I have a Sthil 009 chain saw that I really like. However the trigger being plastic and old, broke. Out of commission for 2 years until I found a parts 009. Robbed the trigger, good for... 2 uses before it broke as well. No one makes aftermarket parts/trigger for this. Ebay used triggers are nowhere to be found and would break as well due to the age. I just found the left side/trigger housing, with trigger on ebay. So, my question, If I remove the fragile plastic trigger, who/what kind of person/trade could use it as a form to make a mold or machine a copy of it with something durable? It's a flat piece that is shaped like a triangle with a cable slot


----------



## WayneB (Sep 19, 2017)

http://www.sawagain.com/stihl-009-c...-and-safety-lock-oem-11201821005-11201820805/

oh dang, out of stock..


----------



## rospaw (Sep 19, 2017)

Is this it?

P/N: 1120 182 1005, 11201821005

$3.49 each 

$ 9.57 shipping to your door.


http://www.diyspareparts.com/parts/stihl/actuator-1120-182-1005/

MASTER PART FINDER!  I love a good part hunt!


----------



## 1gr8bldr (Sep 19, 2017)

WayneB said:


> http://www.sawagain.com/stihl-009-c...-and-safety-lock-oem-11201821005-11201820805/
> 
> oh dang, out of stock..


That is it, out of stock, as usual


----------



## 1gr8bldr (Sep 19, 2017)

rospaw said:


> Is this it?
> 
> P/N: 1120 182 1005, 11201821005
> 
> ...


This link shows foreign currency???? Where did you find the $ figures?


----------



## 1gr8bldr (Sep 19, 2017)

Notice how everybody is out of stock. Good chance for someone to make some money. All they have to do is give me the first one


----------



## NE GA Pappy (Sep 19, 2017)

3D printing?


----------



## rospaw (Sep 19, 2017)

1gr8bldr said:


> This link shows foreign currency???? Where did you find the $ figures?
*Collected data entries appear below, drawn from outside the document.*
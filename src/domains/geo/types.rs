use chrono::{DateTime, Utc};
use serde::{Deserialize, Serialize};

/// WGS84 coordinate pair.
#[derive(Debug, Clone, Copy, PartialEq, Serialize, Deserialize)]
pub struct GeoPoint {
    pub lat: f64,
    pub lon: f64,
}

impl GeoPoint {
    pub fn new(lat: f64, lon: f64) -> Self {
        Self { lat, lon }
    }

    pub fn is_valid(&self) -> bool {
        self.lat.is_finite()
            && self.lon.is_finite()
            && (-90.0..=90.0).contains(&self.lat)
            && (-180.0..=180.0).contains(&self.lon)
    }

    /// Stable cache key with ~0.1m precision.
    pub fn key(&self) -> String {
        format!("{:.6},{:.6}", self.lat, self.lon)
    }
}

/// How much we trust a geocoded coordinate, derived from the provider's
/// confidence score.
#[derive(Debug, Clone, Copy, PartialEq, Eq, Serialize, Deserialize)]
pub enum AccuracyTier {
    High,
    Medium,
    Low,
}

impl AccuracyTier {
    pub fn from_confidence(confidence: f64) -> Self {
        if confidence >= 0.8 {
            AccuracyTier::High
        } else if confidence >= 0.5 {
            AccuracyTier::Medium
        } else {
            AccuracyTier::Low
        }
    }
}

/// A ranked match returned by a geocoding provider.
#[derive(Debug, Clone, Serialize, Deserialize)]
pub struct GeocodeCandidate {
    pub point: GeoPoint,
    /// Provider confidence/importance score, 0.0..=1.0.
    pub confidence: f64,
    pub display_name: String,
    pub locality: Option<String>,
}

/// The resolved coordinate kept in the geocode cache.
#[derive(Debug, Clone, Serialize, Deserialize)]
pub struct GeocodeResult {
    pub point: GeoPoint,
    pub accuracy: AccuracyTier,
    pub confidence: f64,
    pub locality: Option<String>,
    pub resolved_at: DateTime<Utc>,
}

/// Per-address outcome of a batch resolution.
#[derive(Debug, Clone)]
pub struct BatchResolution {
    pub address: String,
    pub result: Option<GeocodeResult>,
    pub from_cache: bool,
}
UK supplier ..... just use paypal and it will cover you. I have ordered MANY parts from overseas and always use paypal for any overseas stuff. 

I have a currency translater on my puter. 

http://www.diyspareparts.com/parts/stihl/diagrams/009/dc963b61-4882-4aea-85d8/


----------



## rospaw (Sep 19, 2017)

went back to the site and i see a INT shipping. Fill out the zip and get a shipping quote.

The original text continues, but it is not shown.